When then-prime minister Brian Mulroney began parading his 14-year-old daughter around for television cameras, Frank staged a mock “Deflower Caroline Contest.” Enraged, Mulroney told a CBC reporter: “When you have a trash magazine that puts on the cover an incitement ro gang-rape my daughter, I wanted to take a gun and go there and do some serious damage to these people.” (The ad actually ran on page 18.) Mulroney never acted on his threat, but others have no qualms about firing off lawsuits. Legal papers arrive at Frank‘s office via fax machine on a regular basis. When Caine first contacted Bate about doing the movie in 1999, Bate mistook him for a lawyer. At the time, CTV reporter Mike Duffy was in the middle of settlement negotiations for a $60,000 lawsuit with Frank over a string of insults related to his weight. A Québec judge also settle out of court over a story that had him (falsely) in bed with a hooker.

Bate admits sometimes Frank gets the story wrong. One of the more surprising moments in the movie is when Ottawa Life editor Dan Donovan cries on camera, recalling the time when Frank wrongly labelled him a pornographer. “I thought, ‘okay, I can’t deny this guy’s feelings. He was deeply hurt by this,'” says Melnyk. “Frank shouldn’t just take [tips] off the fax. Try and get someone else to confirm a story for God’s sake. It’s just lazy.”

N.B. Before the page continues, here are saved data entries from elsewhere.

/// The result of lifting one method
#[derive(Debug, Clone)]
pub struct LiftedMethod {
    /// The node arena every id below points into
    pub graph: IrGraph,
    /// Argument expressions in declaration order, receiver first for
    /// instance methods
    pub arguments: Vec<ExprId>,
    /// Emitted operations as `(source instruction index, op)` pairs, in
    /// source order
    pub operations: Vec<(usize, OpId)>,
    /// Pushed expressions as `(source instruction index, expr)` pairs,
    /// in the order they were recorded
    pub expressions: Vec<(usize, ExprId)>,
    /// Pushed expression per source instruction index
    pub expressions_by_index: FxHashMap<usize, ExprId>,
    /// Per-instruction contribution, indexed by instruction
    pub effects: Vec<InsnEffect>,
    /// Non-fatal notes gathered along the way
    pub diagnostics: Vec<LiftNote>,
}

/// Lift one decoded method into SSA form
pub fn lift(method: &Method) -> LiftResult<LiftedMethod> {
    Lifter::new(method)?.run()
}

/// The per-method lift state
///
/// Created fresh for each method; there is no shared state between
/// lifts, so distinct methods may be lifted in parallel by callers.
pub struct Lifter<'a> {
    method: &'a Method,
    graph: IrGraph,
    frame: Frame,
    flow: join::FlowInfo,
    arguments: Vec<ExprId>,
    operations: Vec<(usize, OpId)>,
    expressions: Vec<(usize, ExprId)>,
    expressions_by_index: FxHashMap<usize, ExprId>,
    effects: Vec<InsnEffect>,
    diagnostics: Vec<LiftNote>,
    /// Locals and stack as they were when a branching instruction
    /// executed, keyed by its index.
    edge_envs: FxHashMap<usize, (Vec<LocalSlot>, Vec<(ExprId, usize)>)>,
    /// Phis created at joins that still await backward inputs.
    join_phis: FxHashMap<usize, Vec<(u16, ExprId)>>,
    /// Origin instruction of each pushed expression.
    expr_sources: FxHashMap<ExprId, usize>,
    /// Invocations already recorded as discarded.
    discarded: FxHashSet<ExprId>,
}
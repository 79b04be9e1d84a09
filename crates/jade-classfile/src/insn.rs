//! Decoded instructions and the read-only method-body view
//!
//! Every instruction arrives with its immediate operand already decoded:
//! pool indices are resolved to values or symbol references, branch
//! offsets to instruction indices, and the `wide`-prefixed and short
//! indexed forms are normalized so the lifter sees one uniform shape per
//! opcode family.

use crate::opcode::Opcode;
use crate::pool::PoolValue;
use jade_types::{FieldRef, MethodRef, Type};

/// A decoded jump table; targets are instruction indices
#[derive(Debug, Clone, PartialEq)]
pub struct SwitchTable {
    /// `(key, target)` pairs in table order
    pub cases: Vec<(i32, usize)>,
    /// Target when no key matches
    pub default: usize,
}

/// The decoded immediate operand of one instruction
#[derive(Debug, Clone, PartialEq)]
pub enum Operand {
    /// No immediate operand
    None,
    /// A signed byte immediate (`bipush`)
    Byte(i8),
    /// A signed short immediate (`sipush`)
    Short(i16),
    /// A local-variable slot index
    Slot(u16),
    /// A resolved loadable constant (`ldc` family)
    Pool(PoolValue),
    /// A resolved field reference
    Field(FieldRef),
    /// A resolved method reference
    Method(MethodRef),
    /// A resolved class, array or element type
    TypeRef(Type),
    /// Array type and supplied dimension count for `multianewarray`
    MultiArray {
        /// The full array type being allocated
        ty: Type,
        /// How many dimension lengths are on the stack
        dims: u8,
    },
    /// A branch target, as an instruction index
    Branch(usize),
    /// A decoded switch table
    Switch(SwitchTable),
    /// Slot and signed delta for `iinc`
    Increment {
        /// Local slot to increment
        slot: u16,
        /// Signed increment amount
        delta: i16,
    },
}

/// One decoded instruction
#[derive(Debug, Clone, PartialEq)]
pub struct Instruction {
    /// The opcode
    pub opcode: Opcode,
    /// Its decoded immediate operand
    pub operand: Operand,
}

impl Instruction {
    /// Create a decoded instruction
    pub fn new(opcode: Opcode, operand: Operand) -> Self {
        Self { opcode, operand }
    }

    /// Create an instruction with no immediate operand
    pub fn plain(opcode: Opcode) -> Self {
        Self::new(opcode, Operand::None)
    }
}

/// Read-only view over a decoded method body
///
/// Construction normalizes the short indexed load/store forms to carry an
/// explicit [`Operand::Slot`] and synthesizes the byte offset each
/// instruction would have in a Code attribute, including the alignment
/// padding of the switch encodings and the `wide` prefix forced by large
/// slot numbers.
#[derive(Debug, Clone, Default)]
pub struct InstructionView {
    insns: Vec<Instruction>,
    offsets: Vec<usize>,
}

impl InstructionView {
    /// Build a view over decoded instructions
    pub fn new(mut insns: Vec<Instruction>) -> Self {
        for insn in &mut insns {
            if insn.operand == Operand::None {
                if let Some(slot) = insn.opcode.implicit_slot() {
                    insn.operand = Operand::Slot(slot);
                }
            }
        }
        let mut offsets = Vec::with_capacity(insns.len());
        let mut offset = 0;
        for insn in &insns {
            offsets.push(offset);
            offset += encoded_len(offset, insn);
        }
        Self { insns, offsets }
    }

    /// Number of instructions
    pub fn len(&self) -> usize {
        self.insns.len()
    }

    /// True when the body has no instructions
    pub fn is_empty(&self) -> bool {
        self.insns.is_empty()
    }

    /// The opcode at instruction index `i`
    ///
    /// Panics when `i` is out of range, like slice indexing.
    pub fn opcode(&self, i: usize) -> Opcode {
        self.insns[i].opcode
    }

    /// The decoded operand at instruction index `i`
    ///
    /// Panics when `i` is out of range, like slice indexing.
    pub fn operand(&self, i: usize) -> &Operand {
        &self.insns[i].operand
    }

    /// The synthesized Code-attribute byte offset of instruction `i`
    ///
    /// Panics when `i` is out of range, like slice indexing.
    pub fn byte_offset(&self, i: usize) -> usize {
        self.offsets[i]
    }

    /// The instruction at index `i`, if any
    pub fn get(&self, i: usize) -> Option<&Instruction> {
        self.insns.get(i)
    }

    /// Iterate over the decoded instructions
    pub fn iter(&self) -> impl Iterator<Item = &Instruction> {
        self.insns.iter()
    }
}

/// Encoded byte length of `insn` when placed at `offset`.
fn encoded_len(offset: usize, insn: &Instruction) -> usize {
    use Opcode::*;
    match insn.opcode {
        Tableswitch => {
            let pad = (4 - (offset + 1) % 4) % 4;
            let cases = switch_cases(insn);
            1 + pad + 12 + 4 * cases
        }
        Lookupswitch => {
            let pad = (4 - (offset + 1) % 4) % 4;
            let cases = switch_cases(insn);
            1 + pad + 8 + 8 * cases
        }
        Iload | Lload | Fload | Dload | Aload | Istore | Lstore | Fstore | Dstore | Astore => {
            match insn.operand {
                // wide prefix, opcode, 16-bit index
                Operand::Slot(slot) if slot > u8::MAX as u16 => 4,
                _ => 2,
            }
        }
        Iinc => match insn.operand {
            Operand::Increment { slot, delta }
                if slot > u8::MAX as u16 || i8::try_from(delta).is_err() =>
            {
                6
            }
            _ => 3,
        },
        Bipush | Ldc | Newarray => 2,
        Sipush | LdcW | Ldc2W => 3,
        Ifeq | Ifne | Iflt | Ifge | Ifgt | Ifle | IfIcmpeq | IfIcmpne | IfIcmplt | IfIcmpge
        | IfIcmpgt | IfIcmple | IfAcmpeq | IfAcmpne | Ifnull | Ifnonnull | Goto | Jsr => 3,
        GotoW | JsrW => 5,
        Getstatic | Putstatic | Getfield | Putfield | Invokevirtual | Invokespecial
        | Invokestatic | New | Anewarray | Checkcast | Instanceof => 3,
        Invokeinterface => 5,
        Multianewarray => 4,
        _ => 1,
    }
}

fn switch_cases(insn: &Instruction) -> usize {
    match &insn.operand {
        Operand::Switch(table) => table.cases.len(),
        _ => 0,
    }
}

#[cfg(test)]
mod tests {
    use super::*;

    #[test]
    fn test_short_forms_get_explicit_slots() {
        let view = InstructionView::new(vec![
            Instruction::plain(Opcode::Iload1),
            Instruction::plain(Opcode::Astore2),
        ]);
        assert_eq!(*view.operand(0), Operand::Slot(1));
        assert_eq!(*view.operand(1), Operand::Slot(2));
    }

    #[test]
    fn test_byte_offsets() {
        let view = InstructionView::new(vec![
            Instruction::plain(Opcode::Iconst3),                       // 1 byte
            Instruction::new(Opcode::Bipush, Operand::Byte(10)),       // 2 bytes
            Instruction::new(Opcode::Iload, Operand::Slot(5)),         // 2 bytes
            Instruction::new(Opcode::Goto, Operand::Branch(0)),        // 3 bytes
            Instruction::plain(Opcode::Return),
        ]);
        assert_eq!(view.byte_offset(0), 0);
        assert_eq!(view.byte_offset(1), 1);
        assert_eq!(view.byte_offset(2), 3);
        assert_eq!(view.byte_offset(3), 5);
        assert_eq!(view.byte_offset(4), 8);
    }

    #[test]
    fn test_wide_slots_lengthen_encoding() {
        let view = InstructionView::new(vec![
            Instruction::new(Opcode::Iload, Operand::Slot(300)), // wide: 4 bytes
            Instruction::plain(Opcode::Return),
        ]);
        assert_eq!(view.byte_offset(1), 4);
    }

    #[test]
    fn test_tableswitch_padding() {
        let table = SwitchTable {
            cases: vec![(0, 3), (1, 3)],
            default: 3,
        };
        let view = InstructionView::new(vec![
            Instruction::plain(Opcode::Iconst0),
            Instruction::new(Opcode::Tableswitch, Operand::Switch(table)),
            Instruction::plain(Opcode::Nop),
            Instruction::plain(Opcode::Return),
        ]);
        // switch at offset 1: opcode byte, 2 pad bytes, 12 header, 8 table
        assert_eq!(view.byte_offset(2), 1 + 1 + 2 + 12 + 8);
    }
}
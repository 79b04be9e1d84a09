//! Lift failures and notes

use thiserror::Error;

/// Result alias for lift operations
pub type LiftResult<T> = Result<T, LiftError>;

/// Failures that abort the lift of one method
///
/// Failures are reported at their first detection site; variants carry
/// the source instruction index where one is known.
#[derive(Debug, Clone, Error, PartialEq)]
pub enum LiftError {
    /// A type descriptor did not follow the classfile grammar
    #[error("malformed type descriptor {0:?}")]
    BadDescriptor(String),

    /// The lifter does not handle this opcode
    #[error("opcode {opcode} is not supported (instruction {index})")]
    Unimplemented {
        /// Mnemonic of the offending opcode
        opcode: &'static str,
        /// Source instruction index
        index: usize,
    },

    /// A pop was issued against an empty simulated stack
    #[error("operand stack underflow at instruction {index}")]
    StackUnderflow {
        /// Source instruction index
        index: usize,
    },

    /// A push exceeded the declared maximum stack depth
    #[error("operand stack overflow at instruction {index} (max {max} slots)")]
    StackOverflow {
        /// Source instruction index
        index: usize,
        /// Declared maximum depth in slots
        max: usize,
    },

    /// A local slot outside the declared local array was addressed
    #[error("local slot {slot} out of range at instruction {index} (max {max})")]
    LocalOverflow {
        /// Offending slot
        slot: u16,
        /// Source instruction index
        index: usize,
        /// Declared local array size
        max: usize,
    },

    /// A local slot with no binding was read
    #[error("read of unbound local slot {slot} at instruction {index}")]
    UnboundLocal {
        /// Offending slot
        slot: u16,
        /// Source instruction index
        index: usize,
    },

    /// Operand types disagree where they must match
    #[error("{op}: operand types disagree (expected {expected}, got {actual})")]
    TypeMismatch {
        /// The operation whose operands disagree
        op: String,
        /// The type the operation expected
        expected: String,
        /// The type it got
        actual: String,
    },

    /// The simulated stack was not empty at a control-flow join
    #[error("operand stack not empty at join (instruction {index})")]
    JoinStackNonEmpty {
        /// Source instruction index of the join
        index: usize,
    },

    /// Phi inputs have no common type
    #[error("phi inputs cannot be unified: {types:?}")]
    PhiDisagreement {
        /// Human-readable input types
        types: Vec<String>,
    },

    /// A return-address value was asked for its type
    #[error("return-address value has no type")]
    UntypedReturnAddress,

    /// An operand did not have the shape its opcode requires
    #[error("internal lift error: {message}")]
    Internal {
        /// What went wrong
        message: String,
    },
}

impl From<jade_types::TypeError> for LiftError {
    fn from(e: jade_types::TypeError) -> Self {
        match e {
            jade_types::TypeError::BadDescriptor(d) => LiftError::BadDescriptor(d),
            jade_types::TypeError::NotAnArray(t) => LiftError::TypeMismatch {
                op: "element access".to_string(),
                expected: "array type".to_string(),
                actual: t,
            },
        }
    }
}

/// Non-fatal observations recorded while lifting
#[derive(Debug, Clone, Copy, PartialEq, Eq)]
pub enum LiftNote {
    /// The instruction is reachable neither by fallthrough nor by branch
    UnreachableCode {
        /// First instruction of the unreachable region
        index: usize,
    },
}

impl std::fmt::Display for LiftNote {
    fn fmt(&self, f: &mut std::fmt::Formatter<'_>) -> std::fmt::Result {
        match self {
            LiftNote::UnreachableCode { index } => {
                write!(f, "unreachable code at instruction {}", index)
            }
        }
    }
}
#[cfg(test)]
mod tests {
    use super::*;

    #[test]
    fn test_opcode_byte_roundtrip() {
        for byte in 0u16..=0xFF {
            let byte = byte as u8;
            match Opcode::from_u8(byte) {
                Some(op) => assert_eq!(op as u8, byte),
                None => assert!(byte == 0xBA || byte > Opcode::JsrW as u8),
            }
        }
    }

    #[test]
    fn test_known_values() {
        assert_eq!(Opcode::Iadd as u8, 0x60);
        assert_eq!(Opcode::Invokevirtual as u8, 0xB6);
        assert_eq!(Opcode::from_u8(0xA7), Some(Opcode::Goto));
        assert_eq!(Opcode::from_u8(0xBA), None);
    }

    #[test]
    fn test_mnemonics() {
        assert_eq!(Opcode::IfIcmpge.mnemonic(), "if_icmpge");
        assert_eq!(Opcode::AconstNull.mnemonic(), "aconst_null");
        assert_eq!(format!("{}", Opcode::Dup2X1), "dup2_x1");
    }

    #[test]
    fn test_falls_through() {
        assert!(Opcode::Iadd.falls_through());
        assert!(Opcode::Ifeq.falls_through());
        assert!(Opcode::Jsr.falls_through());
        assert!(!Opcode::Goto.falls_through());
        assert!(!Opcode::Return.falls_through());
        assert!(!Opcode::Athrow.falls_through());
        assert!(!Opcode::Tableswitch.falls_through());
    }

    #[test]
    fn test_branch_and_switch_predicates() {
        assert!(Opcode::Ifeq.is_branch());
        assert!(Opcode::IfAcmpne.is_branch());
        assert!(Opcode::Goto.is_branch());
        assert!(Opcode::Jsr.is_branch());
        assert!(!Opcode::Ret.is_branch());
        assert!(!Opcode::Tableswitch.is_branch());
        assert!(Opcode::Tableswitch.is_switch());
        assert!(Opcode::Lookupswitch.is_switch());
        assert!(!Opcode::Goto.is_switch());
    }

    #[test]
    fn test_implicit_slots() {
        assert_eq!(Opcode::Aload0.implicit_slot(), Some(0));
        assert_eq!(Opcode::Dstore3.implicit_slot(), Some(3));
        assert_eq!(Opcode::Iload.implicit_slot(), None);
    }
}
//! JVM Value Types
//!
//! This crate provides the closed set of value types used by the lifter:
//! the nine primitives, reference types and array types, together with
//! descriptor parsing and the field/method symbol references resolved out
//! of a constant pool.

#![warn(missing_docs)]
#![warn(rust_2018_idioms)]

pub mod error;
pub mod refs;
pub mod ty;

pub use error::TypeError;
pub use refs::{FieldRef, MethodRef};
pub use ty::{PrimitiveType, Type};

Frank has also been accused of hypocrisy. Bate, it is revealed in the film, is not only living in the middle-class suburban lifestyle he ridicules, but his wife runs an exclusive private school. Politicians who was to keep their name out of Frank (or buy “Frank Insurance”) will foot the tuition bill. On the whole, the film does a good job of balancing the value of Frank’s satirical eye and harm it can cause. “We weren’t trying to do a publicity blow-job on Frank,” says Melnyk. “We wanted the magazine to come alive. Whether you like it or not, it’s in your face.”

That Frank has survived for 10 years is an accomplishment. Its existence, says Caine, is also a compliment to Canada. I demonstrates society’s ability to laugh at itself. “I asked Michael one day why wouldn’t he move to Washington, D.C., and get a really large subscriber base and make some serious dough,” Caine says. “And he said without missing a beat, ‘Because I’d be shot.’ And he’s probably right.”

(PC) Dir. Rick Caine. Canada, 2001. 85 min. Sep 10,9 p.m., ROM; Sep 12, 11:15 a.m., Cumberland 3. Bate and Frank staff will do a Q&A after the ROM screening.